Social Marketing Doesn’t Rely on Social Media

Do you believe human beings share certain fundamental traits that define “being human”?

If so, do you believe that human beings tend to behave in certain ways under certain circumstances?

If so, do you then believe since human behavior has these tendencies, it can often be predicted?

If so, then do you think perhaps the study of Psychology and Sociology might provide you some clues to creating successful businesses, campaigns, products, and services?  While your friends and competitors are all iterating their way into oblivion?

On the web, time and time again, we see the same themes repeating.  Yet with each introduction of a new technology, these themes tend to be treated like a new discovery, even though the theme has been well established in the past.

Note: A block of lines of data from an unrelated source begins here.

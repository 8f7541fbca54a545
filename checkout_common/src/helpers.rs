use std::{env, str::FromStr};

/// Reads `name` from the environment and parses it. Missing or unparseable values yield `None`.
pub fn parse_env<T: FromStr>(name: &str) -> Option<T> {
    env::var(name).ok().and_then(|s| s.trim().parse::<T>().ok())
}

Norms of Reciprocity is a constant human theme.  You may know the expression of these norms as “Sharing”.  Web old timers will probably recognize this idea as “Give, then Take” from the I-Sales discussion list as early as 1995.  In various forms, this theme goes back to the beginning of human history, all the way back to the handshake and other greeting gestures.  This same theme is embedded in countless Religions all over the world: “Do onto others as you would wish them do onto you”.  At least a couple centuries old, this idea.

Norms of Reciprocity simply means this: When you do something nice for a human being, help them in some way, this human tends to feel Gratitude towards “the doer” and tends to do something nice back.  Gratitude drives the desire to Reciprocate, because it’s just what humans do, it’s normal, a “norm”.

Norms of Reciprocity.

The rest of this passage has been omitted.